A few days ago Cory Doctorow had fun digging out an old clip of HG Wells talking about the imminent demise of newspapers – in 1943. As Doctorow went on to point out, HG Wells’s error was a common one – to think that new technologies would fully replace old technologies.
In fact, very few technical innovations kill off the old completely. In the internet age, books are still with us. Long after the rise of the motorcar, horses still have a niche. Neither the jet engine nor the helicopter has fully seen off the hot air balloon or the airship.
Technologies such as telegrams, which do fully disappear, are the rare ones. Vinyl is clinging on and other data storage formats, such as floppy disks or cassette tapes may also depart. More usually, however, new technologies add to old ones.
Not only do old technologies survive, they also stick around at usage levels well beyond what you might expect if you only listened to the technology buzz. Take the humble mobile phone. The iPhone only makes up around 3% of mobile phone handsets in use in the UK at the moment, yet the other 97% is not where coverage or attention is concentrated.
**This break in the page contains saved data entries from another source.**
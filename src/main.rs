use anyhow::Result;
use batch_scrape::utils::logging;
use batch_scrape::{App, Config};

#[tokio::main]
async fn main() -> Result<()> {
    // 加载配置
    let config = Config::from_env();

    // 初始化日志
    logging::init(config.verbose_logging);

    // 初始化并运行应用
    App::initialize(config).await?.run().await?;

    Ok(())
}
The lesson from all this? If you want to catch technological buzz, the newest, latest, fastest is often the most important. But if that isn’t your prime aim, make sure you look carefully at what your target audiences are doing – because often they’ll be reading with a fifteenth-century technology (Gutenberg press – 1440), dreaming of spending a birthday flying in an eighteenth-century technology (first human flight in a hot air balloon – 1783) and yet also be a keen watcher of films over the internet (first demonstration – 1989).
That’s because, to use the Bruce Sterling quote which Cory Doctorow also used, “The future composts the past”. It doesn’t replace it.